**WHAT IS REQUIRED:**
Where a line in the listing below contains the word "redacted", copy that line.

**DATA EXTRACT:**
---
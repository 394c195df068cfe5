use std::fmt;

use serde::{Deserialize, Serialize};
use x25519_dalek::{PublicKey as X25519PublicKey, StaticSecret};
use zeroize::Zeroize;

use super::codec;
use super::der::DerError;
use super::registry::ObjectIdentifier;

/// Size of an Ed25519 seed or X25519 scalar in bytes
pub const PRIVATE_KEY_SIZE: usize = 32;
/// Size of an Ed25519 or X25519 public key in bytes
pub const PUBLIC_KEY_SIZE: usize = 32;

pub use ed25519_dalek::Signature;

/// Errors that can occur while constructing, encoding or decoding keys
#[derive(Debug, thiserror::Error)]
pub enum KeyError {
    #[error("malformed container: {0}")]
    MalformedContainer(String),
    #[error("unsupported algorithm: {0}")]
    UnsupportedAlgorithm(ObjectIdentifier),
    #[error("invalid {algorithm} key length, expected {expected}, got {actual}")]
    InvalidKeyLength {
        algorithm: KeyAlgorithm,
        expected: usize,
        actual: usize,
    },
    #[error("invalid bit string: {0} unused bits, expected 0")]
    InvalidBitString(u8),
    #[error("{operation} is not supported for {algorithm} keys")]
    UnsupportedOperation {
        algorithm: KeyAlgorithm,
        operation: &'static str,
    },
    #[error("signature verification failed")]
    InvalidSignature,
    #[error("PEM error: {0}")]
    Pem(#[from] pem::PemError),
    #[error("failed to generate random bytes: {0}")]
    Random(String),
}

impl From<DerError> for KeyError {
    fn from(err: DerError) -> Self {
        KeyError::MalformedContainer(err.to_string())
    }
}

/// The closed set of key algorithms this crate understands
///
/// Adding an algorithm means adding a variant here, a matching variant to
/// [`PrivateKey`] and [`PublicKey`], and an entry in the registry.
#[derive(Debug, Clone, Copy, PartialEq, Eq, Hash, PartialOrd, Ord, Serialize, Deserialize)]
pub enum KeyAlgorithm {
    /// EdDSA over edwards25519, used for signing
    Ed25519,
    /// ECDH over curve25519, used for key agreement
    X25519,
}

impl KeyAlgorithm {
    pub const ALL: [KeyAlgorithm; 2] = [KeyAlgorithm::Ed25519, KeyAlgorithm::X25519];

    pub fn name(&self) -> &'static str {
        match self {
            KeyAlgorithm::Ed25519 => "Ed25519",
            KeyAlgorithm::X25519 => "X25519",
        }
    }

    /// Look up an algorithm by its JOSE curve name (`crv`)
    pub fn from_name(name: &str) -> Option<Self> {
        Self::ALL.into_iter().find(|alg| alg.name() == name)
    }
}

impl fmt::Display for KeyAlgorithm {
    fn fmt(&self, f: &mut fmt::Formatter<'_>) -> fmt::Result {
        f.write_str(self.name())
    }
}

fn fixed_bytes<const N: usize>(
    algorithm: KeyAlgorithm,
    bytes: &[u8],
) -> Result<[u8; N], KeyError> {
    bytes.try_into().map_err(|_| KeyError::InvalidKeyLength {
        algorithm,
        expected: N,
        actual: bytes.len(),
    })
}

/// Private key material for one of the supported algorithms
///
/// Each variant holds exactly the secret bytes its algorithm needs: the RFC 8032
/// seed for Ed25519 and the RFC 7748 scalar for X25519. The bytes are zeroed
/// when the key is dropped and never show up in `Debug` output.
///
/// # Examples
///
/// ```ignore
/// let key = PrivateKey::generate(KeyAlgorithm::X25519)?;
/// let der = key.to_der();
/// let recovered = PrivateKey::from_der(&der)?;
/// assert_eq!(key.public_key(), recovered.public_key());
/// ```
#[derive(Clone)]
pub enum PrivateKey {
    Ed25519([u8; PRIVATE_KEY_SIZE]),
    X25519([u8; PRIVATE_KEY_SIZE]),
}

impl Drop for PrivateKey {
    fn drop(&mut self) {
        match self {
            PrivateKey::Ed25519(bytes) | PrivateKey::X25519(bytes) => bytes.zeroize(),
        }
    }
}

impl fmt::Debug for PrivateKey {
    fn fmt(&self, f: &mut fmt::Formatter<'_>) -> fmt::Result {
        write!(f, "PrivateKey::{}(<redacted>)", self.algorithm())
    }
}

impl PrivateKey {
    /// Build a private key from raw secret bytes
    ///
    /// # Errors
    ///
    /// Returns [`KeyError::InvalidKeyLength`] if `bytes` is not exactly
    /// the algorithm's secret length.
    pub fn from_bytes(algorithm: KeyAlgorithm, bytes: &[u8]) -> Result<Self, KeyError> {
        let secret = fixed_bytes::<PRIVATE_KEY_SIZE>(algorithm, bytes)?;
        Ok(match algorithm {
            KeyAlgorithm::Ed25519 => PrivateKey::Ed25519(secret),
            KeyAlgorithm::X25519 => PrivateKey::X25519(secret),
        })
    }

    /// Generate a new random private key using the operating system RNG
    pub fn generate(algorithm: KeyAlgorithm) -> Result<Self, KeyError> {
        let mut bytes = [0u8; PRIVATE_KEY_SIZE];
        getrandom::getrandom(&mut bytes).map_err(|e| KeyError::Random(e.to_string()))?;
        let key = Self::from_bytes(algorithm, &bytes);
        bytes.zeroize();
        key
    }

    pub fn algorithm(&self) -> KeyAlgorithm {
        match self {
            PrivateKey::Ed25519(_) => KeyAlgorithm::Ed25519,
            PrivateKey::X25519(_) => KeyAlgorithm::X25519,
        }
    }

    /// Borrow the raw secret bytes
    pub fn as_bytes(&self) -> &[u8; PRIVATE_KEY_SIZE] {
        match self {
            PrivateKey::Ed25519(bytes) | PrivateKey::X25519(bytes) => bytes,
        }
    }

    /// Derive the matching public key
    pub fn public_key(&self) -> PublicKey {
        match self {
            PrivateKey::Ed25519(seed) => {
                let signing_key = ed25519_dalek::SigningKey::from_bytes(seed);
                PublicKey::Ed25519(signing_key.verifying_key().to_bytes())
            }
            PrivateKey::X25519(scalar) => {
                let secret = StaticSecret::from(*scalar);
                PublicKey::X25519(X25519PublicKey::from(&secret).to_bytes())
            }
        }
    }

    /// Sign a message with an Ed25519 key
    ///
    /// # Errors
    ///
    /// Agreement-only keys cannot sign and return
    /// [`KeyError::UnsupportedOperation`].
    pub fn sign(&self, msg: &[u8]) -> Result<Signature, KeyError> {
        use ed25519_dalek::Signer;

        match self {
            PrivateKey::Ed25519(seed) => {
                let signing_key = ed25519_dalek::SigningKey::from_bytes(seed);
                Ok(signing_key.sign(msg))
            }
            other => Err(KeyError::UnsupportedOperation {
                algorithm: other.algorithm(),
                operation: "signing",
            }),
        }
    }

    /// Encode as a DER PKCS#8 container
    pub fn to_der(&self) -> Vec<u8> {
        codec::marshal_private_key(self)
    }

    /// Decode from a DER PKCS#8 container
    pub fn from_der(der: &[u8]) -> Result<Self, KeyError> {
        codec::parse_private_key(der)
    }
}

/// Public key for one of the supported algorithms
///
/// Public keys are plain values: copyable, comparable and printable. The
/// algorithm tag always travels with the bytes so an X25519 point can never be
/// mistaken for an Ed25519 verifying key.
#[derive(Clone, Copy, PartialEq, Eq, Hash, PartialOrd, Ord)]
pub enum PublicKey {
    Ed25519([u8; PUBLIC_KEY_SIZE]),
    X25519([u8; PUBLIC_KEY_SIZE]),
}

impl fmt::Debug for PublicKey {
    fn fmt(&self, f: &mut fmt::Formatter<'_>) -> fmt::Result {
        write!(f, "PublicKey::{}({})", self.algorithm(), self.to_hex())
    }
}

impl PublicKey {
    /// Build a public key from raw bytes
    ///
    /// Only the length is checked here; Ed25519 point validity is checked when
    /// verifying and X25519 validity when agreeing.
    pub fn from_bytes(algorithm: KeyAlgorithm, bytes: &[u8]) -> Result<Self, KeyError> {
        let point = fixed_bytes::<PUBLIC_KEY_SIZE>(algorithm, bytes)?;
        Ok(match algorithm {
            KeyAlgorithm::Ed25519 => PublicKey::Ed25519(point),
            KeyAlgorithm::X25519 => PublicKey::X25519(point),
        })
    }

    /// Parse a public key from a hexadecimal string
    ///
    /// Accepts both plain hex and "0x"-prefixed hex strings.
    pub fn from_hex(algorithm: KeyAlgorithm, hex: &str) -> Result<Self, KeyError> {
        let hex = hex.strip_prefix("0x").unwrap_or(hex);
        let bytes = hex::decode(hex).map_err(|e| {
            KeyError::MalformedContainer(format!("public key hex decode error: {}", e))
        })?;
        Self::from_bytes(algorithm, &bytes)
    }

    pub fn algorithm(&self) -> KeyAlgorithm {
        match self {
            PublicKey::Ed25519(_) => KeyAlgorithm::Ed25519,
            PublicKey::X25519(_) => KeyAlgorithm::X25519,
        }
    }

    pub fn as_bytes(&self) -> &[u8; PUBLIC_KEY_SIZE] {
        match self {
            PublicKey::Ed25519(bytes) | PublicKey::X25519(bytes) => bytes,
        }
    }

    pub fn to_hex(&self) -> String {
        hex::encode(self.as_bytes())
    }

    /// Verify an Ed25519 signature on a message
    ///
    /// Uses strict verification, rejecting small-order keys and
    /// non-canonical signatures.
    pub fn verify(&self, msg: &[u8], signature: &Signature) -> Result<(), KeyError> {
        match self {
            PublicKey::Ed25519(bytes) => {
                let verifying_key = ed25519_dalek::VerifyingKey::from_bytes(bytes)
                    .map_err(|_| KeyError::InvalidSignature)?;
                verifying_key
                    .verify_strict(msg, signature)
                    .map_err(|_| KeyError::InvalidSignature)
            }
            other => Err(KeyError::UnsupportedOperation {
                algorithm: other.algorithm(),
                operation: "signature verification",
            }),
        }
    }

    /// Encode as a DER SubjectPublicKeyInfo
    pub fn to_der(&self) -> Vec<u8> {
        codec::marshal_public_key(self)
    }

    /// Decode from a DER SubjectPublicKeyInfo
    pub fn from_der(der: &[u8]) -> Result<Self, KeyError> {
        codec::parse_public_key(der)
    }
}

#[cfg(test)]
mod test {
    use super::*;

    // RFC 8032 section 7.1, test 1
    const ED25519_SEED: &str = "9d61b19deffd5a60ba844af492ec2cc44449c5697b326919703bac031cae7f60";
    const ED25519_PUBLIC: &str = "d75a980182b10ab7d54bfed3c964073a0ee172f3daa62325af021a68f707511a";
    const ED25519_EMPTY_SIG: &str = "e5564300c360ac729086e2cc806e828a84877f1eb8e5d974d873e065\
                                     224901555fb8821590a33bacc61e39701cf9b46bd25bf5f0595bbe24\
                                     655141438e7a100b";

    // RFC 7748 section 6.1, Alice
    const X25519_SCALAR: &str = "77076d0a7318a57d3c16c17251b26645df4c2f87ebc0992ab177fba51db92c2a";
    const X25519_PUBLIC: &str = "8520f0098930a754748b7ddcb43ef75a0dbf3a0d26381af4eba4a98eaa9b4e6a";

    #[test]
    fn test_ed25519_public_key_derivation() {
        let seed = hex::decode(ED25519_SEED).unwrap();
        let key = PrivateKey::from_bytes(KeyAlgorithm::Ed25519, &seed).unwrap();
        assert_eq!(key.public_key().to_hex(), ED25519_PUBLIC);
        assert_eq!(key.public_key().algorithm(), KeyAlgorithm::Ed25519);
    }

    #[test]
    fn test_x25519_public_key_derivation() {
        let scalar = hex::decode(X25519_SCALAR).unwrap();
        let key = PrivateKey::from_bytes(KeyAlgorithm::X25519, &scalar).unwrap();
        assert_eq!(key.public_key().to_hex(), X25519_PUBLIC);
        assert_eq!(key.public_key().algorithm(), KeyAlgorithm::X25519);
    }

    #[test]
    fn test_wrong_length_is_rejected() {
        for algorithm in KeyAlgorithm::ALL {
            for len in [0, 16, 31, 33, 64] {
                let bytes = vec![7u8; len];
                assert!(matches!(
                    PrivateKey::from_bytes(algorithm, &bytes),
                    Err(KeyError::InvalidKeyLength { expected: 32, actual, .. }) if actual == len
                ));
                assert!(matches!(
                    PublicKey::from_bytes(algorithm, &bytes),
                    Err(KeyError::InvalidKeyLength { expected: 32, actual, .. }) if actual == len
                ));
            }
        }
    }

    #[test]
    fn test_known_signature() {
        let seed = hex::decode(ED25519_SEED).unwrap();
        let key = PrivateKey::from_bytes(KeyAlgorithm::Ed25519, &seed).unwrap();
        let signature = key.sign(b"").unwrap();
        assert_eq!(hex::encode(signature.to_bytes()), ED25519_EMPTY_SIG);
        key.public_key().verify(b"", &signature).unwrap();
    }

    #[test]
    fn test_sign_and_verify() {
        let secret_key = PrivateKey::generate(KeyAlgorithm::Ed25519).unwrap();
        let public_key = secret_key.public_key();
        let message = b"hello, world!";

        let signature = secret_key.sign(message).unwrap();
        assert!(public_key.verify(message, &signature).is_ok());

        // Verify fails with wrong message
        assert!(matches!(
            public_key.verify(b"hello, world?", &signature),
            Err(KeyError::InvalidSignature)
        ));

        // Verify fails with wrong key
        let other_key = PrivateKey::generate(KeyAlgorithm::Ed25519)
            .unwrap()
            .public_key();
        assert!(other_key.verify(message, &signature).is_err());
    }

    #[test]
    fn test_agreement_keys_cannot_sign() {
        let key = PrivateKey::generate(KeyAlgorithm::X25519).unwrap();
        assert!(matches!(
            key.sign(b"msg"),
            Err(KeyError::UnsupportedOperation {
                algorithm: KeyAlgorithm::X25519,
                ..
            })
        ));

        let signature = Signature::from_bytes(&[0u8; 64]);
        assert!(matches!(
            key.public_key().verify(b"msg", &signature),
            Err(KeyError::UnsupportedOperation { .. })
        ));
    }

    #[test]
    fn test_debug_redacts_secret() {
        let key = PrivateKey::from_bytes(KeyAlgorithm::X25519, &[0xab; 32]).unwrap();
        let debug = format!("{:?}", key);
        assert_eq!(debug, "PrivateKey::X25519(<redacted>)");
        assert!(!debug.contains("ab"));
    }

    #[test]
    fn test_hex_roundtrip() {
        let public = PrivateKey::generate(KeyAlgorithm::Ed25519)
            .unwrap()
            .public_key();
        let recovered = PublicKey::from_hex(KeyAlgorithm::Ed25519, &public.to_hex()).unwrap();
        assert_eq!(public, recovered);

        let prefixed = format!("0x{}", public.to_hex());
        assert_eq!(
            PublicKey::from_hex(KeyAlgorithm::Ed25519, &prefixed).unwrap(),
            public
        );
    }

    #[test]
    fn test_algorithm_names() {
        assert_eq!(KeyAlgorithm::from_name("Ed25519"), Some(KeyAlgorithm::Ed25519));
        assert_eq!(KeyAlgorithm::from_name("X25519"), Some(KeyAlgorithm::X25519));
        assert_eq!(KeyAlgorithm::from_name("P-256"), None);
    }
}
---
**SOLUTION TO THIS PROBLEM:**
        write!(f, "PrivateKey::{}(<redacted>)", self.algorithm())
        assert_eq!(debug, "PrivateKey::X25519(<redacted>)");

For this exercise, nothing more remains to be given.